Saved entries
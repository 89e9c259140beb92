//! Store-backed order book.
//!
//! The book index lives under `0x07 | market | side | price | height | id`,
//! so a prefix scan of one side yields orders in price-time priority:
//! - buys: highest price first (the price bytes are inverted)
//! - sells: lowest price first
//!
//! Ties at a price go to the lower `msg_height`, then the lower order id.

use crate::context::Context;
use crate::dec::Dec;
use crate::error::Result;
use crate::keys;
use crate::order::{get_order, set_order, Order};
use crate::types::OrderSide;
use std::ops::ControlFlow;

/// Whether a taker on `taker_side` with limit `limit` accepts a maker at
/// `maker_price`.
pub fn crosses(taker_side: OrderSide, limit: Dec, maker_price: Dec) -> bool {
    match taker_side {
        OrderSide::Buy => limit >= maker_price,
        OrderSide::Sell => limit <= maker_price,
    }
}

/// Resume point within one side of a book.
///
/// Seeking from the cursor skips everything before it, including entries
/// deleted earlier in the same overlay.
#[derive(Debug, Clone, PartialEq, Eq)]
struct BookCursor {
    prefix: Vec<u8>,
    start: Vec<u8>,
}

/// The order book of one market.
#[derive(Debug, Clone, Copy, PartialEq, Eq)]
pub struct OrderBook {
    market_id: u64,
}

impl OrderBook {
    pub fn new(market_id: u64) -> Self {
        Self { market_id }
    }

    pub fn market_id(&self) -> u64 {
        self.market_id
    }

    fn book_key(&self, order: &Order) -> Vec<u8> {
        keys::order_book_key(
            self.market_id,
            order.side,
            order.price,
            order.msg_height,
            order.id,
        )
    }

    /// Store `order` and index it. The caller must already have moved its
    /// deposit into the market escrow.
    pub fn insert_order(&self, ctx: &mut Context<'_>, order: &Order) -> Result<()> {
        debug_assert_eq!(order.market_id, self.market_id);
        set_order(ctx, order)?;
        ctx.set(self.book_key(order), Vec::new())?;
        ctx.set(
            keys::orders_by_orderer_key(order.orderer, self.market_id, order.id),
            Vec::new(),
        )?;
        if let Some(deadline) = order.deadline {
            ctx.set(keys::orders_by_deadline_key(deadline, order.id), Vec::new())?;
        }
        Ok(())
    }

    /// Persist changes to an order already in the book. Price, height and id
    /// must be unchanged.
    pub fn update_order(&self, ctx: &mut Context<'_>, order: &Order) -> Result<()> {
        set_order(ctx, order)
    }

    /// Delete `order` and all of its index entries. Refunding its remaining
    /// deposit is up to the caller.
    pub fn remove_order(&self, ctx: &mut Context<'_>, order: &Order) -> Result<()> {
        ctx.delete(&keys::order_key(order.id))?;
        ctx.delete(&self.book_key(order))?;
        ctx.delete(&keys::orders_by_orderer_key(
            order.orderer,
            self.market_id,
            order.id,
        ))?;
        if let Some(deadline) = order.deadline {
            ctx.delete(&keys::orders_by_deadline_key(deadline, order.id))?;
        }
        Ok(())
    }

    /// Load the order an index key points to.
    ///
    /// Panics on a dangling index entry.
    fn order_at(&self, ctx: &mut Context<'_>, key: &[u8]) -> Result<Order> {
        let Some(order_id) = keys::parse_order_book_key(key) else {
            panic!("malformed order book key: 0x{}", hex::encode(key));
        };
        match get_order(ctx, order_id)? {
            Some(order) => Ok(order),
            None => panic!("order {order_id} indexed in book of market {} but missing", self.market_id),
        }
    }

    /// Visit orders resting on `side` in priority order until the visitor
    /// breaks or the side is exhausted.
    pub fn walk_side<F>(&self, ctx: &mut Context<'_>, side: OrderSide, mut visit: F) -> Result<()>
    where
        F: FnMut(&Order) -> ControlFlow<()>,
    {
        let prefix = keys::order_book_side_prefix(self.market_id, side);
        let mut cursor = ctx.first_in_prefix(&prefix)?;
        while let Some((key, _)) = cursor {
            let order = self.order_at(ctx, &key)?;
            if visit(&order).is_break() {
                break;
            }
            cursor = ctx.next_in_prefix(&prefix, &key)?;
        }
        Ok(())
    }

    /// Visit the side opposite `taker_side` in priority order while `accepts`
    /// holds for the resting price.
    ///
    /// The visitor may fill, update or remove the order it is given. The walk
    /// then resumes at that order's key, so an order left in the book is
    /// visited again and orders removed along the way are never rescanned.
    pub fn walk<P, F>(
        &self,
        ctx: &mut Context<'_>,
        taker_side: OrderSide,
        accepts: P,
        mut visit: F,
    ) -> Result<()>
    where
        P: Fn(Dec) -> bool,
        F: FnMut(&mut Context<'_>, Order) -> Result<ControlFlow<()>>,
    {
        let mut cursor = self.cursor(taker_side.opposite());
        while let Some((key, order)) = self.peek(ctx, &cursor)? {
            if !accepts(order.price) {
                break;
            }
            if visit(ctx, order)?.is_break() {
                break;
            }
            cursor.start = key;
        }
        Ok(())
    }

    /// A cursor at the best order on `side`.
    fn cursor(&self, side: OrderSide) -> BookCursor {
        let prefix = keys::order_book_side_prefix(self.market_id, side);
        BookCursor {
            start: prefix.clone(),
            prefix,
        }
    }

    /// The order at or after `cursor`, with its book key.
    fn peek(
        &self,
        ctx: &mut Context<'_>,
        cursor: &BookCursor,
    ) -> Result<Option<(Vec<u8>, Order)>> {
        match ctx.seek_in_prefix(&cursor.prefix, &cursor.start)? {
            Some((key, _)) => {
                let order = self.order_at(ctx, &key)?;
                Ok(Some((key, order)))
            }
            None => Ok(None),
        }
    }

    /// All orders on `side`, in priority order.
    pub fn orders(&self, ctx: &mut Context<'_>, side: OrderSide) -> Result<Vec<Order>> {
        let mut orders = Vec::new();
        self.walk_side(ctx, side, |order| {
            orders.push(order.clone());
            ControlFlow::Continue(())
        })?;
        Ok(orders)
    }
}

Problem: Take the entries above and write them out again unchanged.

Solution for this task:
repository 89e9c259140beb92
//! Store-backed order book.
//!
//! The book index lives under `0x07 | market | side | price | height | id`,
//! so a prefix scan of one side yields orders in price-time priority:
//! - buys: highest price first (the price bytes are inverted)
//! - sells: lowest price first
//!
//! Ties at a price go to the lower `msg_height`, then the lower order id.

use crate::context::Context;
use crate::dec::Dec;
use crate::error::Result;
use crate::keys;
use crate::order::{get_order, set_order, Order};
use crate::types::OrderSide;
use std::ops::ControlFlow;

/// Whether a taker on `taker_side` with limit `limit` accepts a maker at
/// `maker_price`.
pub fn crosses(taker_side: OrderSide, limit: Dec, maker_price: Dec) -> bool {
    match taker_side {
        OrderSide::Buy => limit >= maker_price,
        OrderSide::Sell => limit <= maker_price,
    }
}

/// Resume point within one side of a book.
///
/// Seeking from the cursor skips everything before it, including entries
/// deleted earlier in the same overlay.
#[derive(Debug, Clone, PartialEq, Eq)]
struct BookCursor {
    prefix: Vec<u8>,
    start: Vec<u8>,
}

/// The order book of one market.
#[derive(Debug, Clone, Copy, PartialEq, Eq)]
pub struct OrderBook {
    market_id: u64,
}

impl OrderBook {
    pub fn new(market_id: u64) -> Self {
        Self { market_id }
    }

    pub fn market_id(&self) -> u64 {
        self.market_id
    }

    fn book_key(&self, order: &Order) -> Vec<u8> {
        keys::order_book_key(
            self.market_id,
            order.side,
            order.price,
            order.msg_height,
            order.id,
        )
    }

    /// Store `order` and index it. The caller must already have moved its
    /// deposit into the market escrow.
    pub fn insert_order(&self, ctx: &mut Context<'_>, order: &Order) -> Result<()> {
        debug_assert_eq!(order.market_id, self.market_id);
        set_order(ctx, order)?;
        ctx.set(self.book_key(order), Vec::new())?;
        ctx.set(
            keys::orders_by_orderer_key(order.orderer, self.market_id, order.id),
            Vec::new(),
        )?;
        if let Some(deadline) = order.deadline {
            ctx.set(keys::orders_by_deadline_key(deadline, order.id), Vec::new())?;
        }
        Ok(())
    }

    /// Persist changes to an order already in the book. Price, height and id
    /// must be unchanged.
    pub fn update_order(&self, ctx: &mut Context<'_>, order: &Order) -> Result<()> {
        set_order(ctx, order)
    }

    /// Delete `order` and all of its index entries. Refunding its remaining
    /// deposit is up to the caller.
    pub fn remove_order(&self, ctx: &mut Context<'_>, order: &Order) -> Result<()> {
        ctx.delete(&keys::order_key(order.id))?;
        ctx.delete(&self.book_key(order))?;
        ctx.delete(&keys::orders_by_orderer_key(
            order.orderer,
            self.market_id,
            order.id,
        ))?;
        if let Some(deadline) = order.deadline {
            ctx.delete(&keys::orders_by_deadline_key(deadline, order.id))?;
        }
        Ok(())
    }

    /// Load the order an index key points to.
    ///
    /// Panics on a dangling index entry.
    fn order_at(&self, ctx: &mut Context<'_>, key: &[u8]) -> Result<Order> {
        let Some(order_id) = keys::parse_order_book_key(key) else {
            panic!("malformed order book key: 0x{}", hex::encode(key));
        };
        match get_order(ctx, order_id)? {
            Some(order) => Ok(order),
            None => panic!("order {order_id} indexed in book of market {} but missing", self.market_id),
        }
    }

    /// Visit orders resting on `side` in priority order until the visitor
    /// breaks or the side is exhausted.
    pub fn walk_side<F>(&self, ctx: &mut Context<'_>, side: OrderSide, mut visit: F) -> Result<()>
    where
        F: FnMut(&Order) -> ControlFlow<()>,
    {
        let prefix = keys::order_book_side_prefix(self.market_id, side);
        let mut cursor = ctx.first_in_prefix(&prefix)?;
        while let Some((key, _)) = cursor {
            let order = self.order_at(ctx, &key)?;
            if visit(&order).is_break() {
                break;
            }
            cursor = ctx.next_in_prefix(&prefix, &key)?;
        }
        Ok(())
    }

    /// Visit the side opposite `taker_side` in priority order while `accepts`
    /// holds for the resting price.
    ///
    /// The visitor may fill, update or remove the order it is given. The walk
    /// then resumes at that order's key, so an order left in the book is
    /// visited again and orders removed along the way are never rescanned.
    pub fn walk<P, F>(
        &self,
        ctx: &mut Context<'_>,
        taker_side: OrderSide,
        accepts: P,
        mut visit: F,
    ) -> Result<()>
    where
        P: Fn(Dec) -> bool,
        F: FnMut(&mut Context<'_>, Order) -> Result<ControlFlow<()>>,
    {
        let mut cursor = self.cursor(taker_side.opposite());
        while let Some((key, order)) = self.peek(ctx, &cursor)? {
            if !accepts(order.price) {
                break;
            }
            if visit(ctx, order)?.is_break() {
                break;
            }
            cursor.start = key;
        }
        Ok(())
    }

    /// A cursor at the best order on `side`.
    fn cursor(&self, side: OrderSide) -> BookCursor {
        let prefix = keys::order_book_side_prefix(self.market_id, side);
        BookCursor {
            start: prefix.clone(),
            prefix,
        }
    }

    /// The order at or after `cursor`, with its book key.
    fn peek(
        &self,
        ctx: &mut Context<'_>,
        cursor: &BookCursor,
    ) -> Result<Option<(Vec<u8>, Order)>> {
        match ctx.seek_in_prefix(&cursor.prefix, &cursor.start)? {
            Some((key, _)) => {
                let order = self.order_at(ctx, &key)?;
                Ok(Some((key, order)))
            }
            None => Ok(None),
        }
    }

    /// All orders on `side`, in priority order.
    pub fn orders(&self, ctx: &mut Context<'_>, side: OrderSide) -> Result<Vec<Order>> {
        let mut orders = Vec::new();
        self.walk_side(ctx, side, |order| {
            orders.push(order.clone());
            ControlFlow::Continue(())
        })?;
        Ok(orders)
    }
}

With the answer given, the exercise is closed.